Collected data
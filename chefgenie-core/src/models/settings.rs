use serde::{Deserialize, Serialize};
use thiserror::Error;

use super::meal_type::MealType;

pub const MIN_DAYS: u32 = 1;
pub const MAX_DAYS: u32 = 14;

/// Guidelines offered when configuring a plan.
pub const GUIDELINE_OPTIONS: [&str; 12] = [
    "Kid Friendly",
    "Healthy",
    "Vegetarian",
    "Mediterranean",
    "Asian",
    "Mexican",
    "Italian",
    "Quick & Easy",
    "Budget Friendly",
    "Extravagant",
    "No Cook",
    "Chef Made",
];

/// Adjustments offered when regenerating selected recipes.
pub const REGENERATE_OPTIONS: [&str; 7] = [
    "Make more kid friendly",
    "Make it vegetarian",
    "More protein",
    "Different cuisine",
    "Quick and easy",
    "Budget friendly",
    "Surprise me",
];

pub const DEFAULT_REGENERATE_OPTION: &str = "Different cuisine";

/// Settings rejected before any request is made.
#[derive(Error, Debug, Clone, PartialEq, Eq)]
pub enum ValidationError {
    #[error("Please choose between {} and {} days.", MIN_DAYS, MAX_DAYS)]
    DaysOutOfRange(u32),

    #[error("Please select at least one meal type.")]
    NoMealsSelected,
}

#[derive(Debug, Clone, Copy, PartialEq, Eq, Serialize, Deserialize)]
pub struct MealSelection {
    pub breakfast: bool,
    pub lunch: bool,
    pub dinner: bool,
}

impl MealSelection {
    pub fn includes(&self, meal_type: MealType) -> bool {
        match meal_type {
            MealType::Breakfast => self.breakfast,
            MealType::Lunch => self.lunch,
            MealType::Dinner => self.dinner,
        }
    }

    pub fn set(&mut self, meal_type: MealType, enabled: bool) {
        match meal_type {
            MealType::Breakfast => self.breakfast = enabled,
            MealType::Lunch => self.lunch = enabled,
            MealType::Dinner => self.dinner = enabled,
        }
    }

    /// Selected meal types in serving order.
    pub fn meal_types(&self) -> Vec<MealType> {
        MealType::ALL
            .into_iter()
            .filter(|m| self.includes(*m))
            .collect()
    }

    pub fn any(&self) -> bool {
        self.breakfast || self.lunch || self.dinner
    }
}

impl Default for MealSelection {
    fn default() -> Self {
        Self {
            breakfast: false,
            lunch: false,
            dinner: true,
        }
    }
}

/// What the user asks the generator for.
#[derive(Debug, Clone, PartialEq, Eq, Serialize, Deserialize)]
pub struct GenerationSettings {
    pub days: u32,
    pub meals: MealSelection,
    pub guidelines: Vec<String>,
    pub adults: u32,
    pub kids: u32,
}

impl Default for GenerationSettings {
    fn default() -> Self {
        Self {
            days: 5,
            meals: MealSelection::default(),
            guidelines: Vec::new(),
            adults: 2,
            kids: 0,
        }
    }
}

impl GenerationSettings {
    pub fn validate(&self) -> Result<(), ValidationError> {
        if !(MIN_DAYS..=MAX_DAYS).contains(&self.days) {
            return Err(ValidationError::DaysOutOfRange(self.days));
        }
        if !self.meals.any() {
            return Err(ValidationError::NoMealsSelected);
        }
        Ok(())
    }

    /// Adds the guideline if absent, removes it otherwise.
    /// Returns whether the guideline is now selected.
    pub fn toggle_guideline(&mut self, guideline: &str) -> bool {
        if let Some(pos) = self.guidelines.iter().position(|g| g == guideline) {
            self.guidelines.remove(pos);
            false
        } else {
            self.guidelines.push(guideline.to_string());
            true
        }
    }
}

#[cfg(test)]
mod tests {
    use super::*;

    #[test]
    fn test_defaults_are_valid() {
        let settings = GenerationSettings::default();
        assert_eq!(settings.days, 5);
        assert_eq!(settings.meals.meal_types(), vec![MealType::Dinner]);
        assert!(settings.validate().is_ok());
    }

    #[test]
    fn test_days_out_of_range() {
        let mut settings = GenerationSettings::default();
        settings.days = 0;
        assert_eq!(settings.validate(), Err(ValidationError::DaysOutOfRange(0)));

        settings.days = 15;
        assert_eq!(
            settings.validate(),
            Err(ValidationError::DaysOutOfRange(15))
        );

        settings.days = 14;
        assert!(settings.validate().is_ok());
    }

    #[test]
    fn test_no_meals_selected() {
        let mut settings = GenerationSettings::default();
        settings.meals.set(MealType::Dinner, false);
        let err = settings.validate().unwrap_err();
        assert_eq!(err, ValidationError::NoMealsSelected);
        assert_eq!(err.to_string(), "Please select at least one meal type.");
    }

    #[test]
    fn test_days_message() {
        let err = ValidationError::DaysOutOfRange(20);
        assert_eq!(err.to_string(), "Please choose between 1 and 14 days.");
    }

    #[test]
    fn test_meal_types_in_serving_order() {
        let meals = MealSelection {
            breakfast: true,
            lunch: false,
            dinner: true,
        };
        assert_eq!(
            meals.meal_types(),
            vec![MealType::Breakfast, MealType::Dinner]
        );
    }

    #[test]
    fn test_toggle_guideline() {
        let mut settings = GenerationSettings::default();
        assert!(settings.toggle_guideline("Healthy"));
        assert_eq!(settings.guidelines, vec!["Healthy".to_string()]);
        assert!(!settings.toggle_guideline("Healthy"));
        assert!(settings.guidelines.is_empty());
    }
}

* [WORK REQUIRED] Whenever the word "lunch" appears in a line above, copy that line.

* [THE COMPLETED TASK]
    pub lunch: bool,
            MealType::Lunch => self.lunch,
            MealType::Lunch => self.lunch = enabled,
        self.breakfast || self.lunch || self.dinner
            lunch: false,
            lunch: false,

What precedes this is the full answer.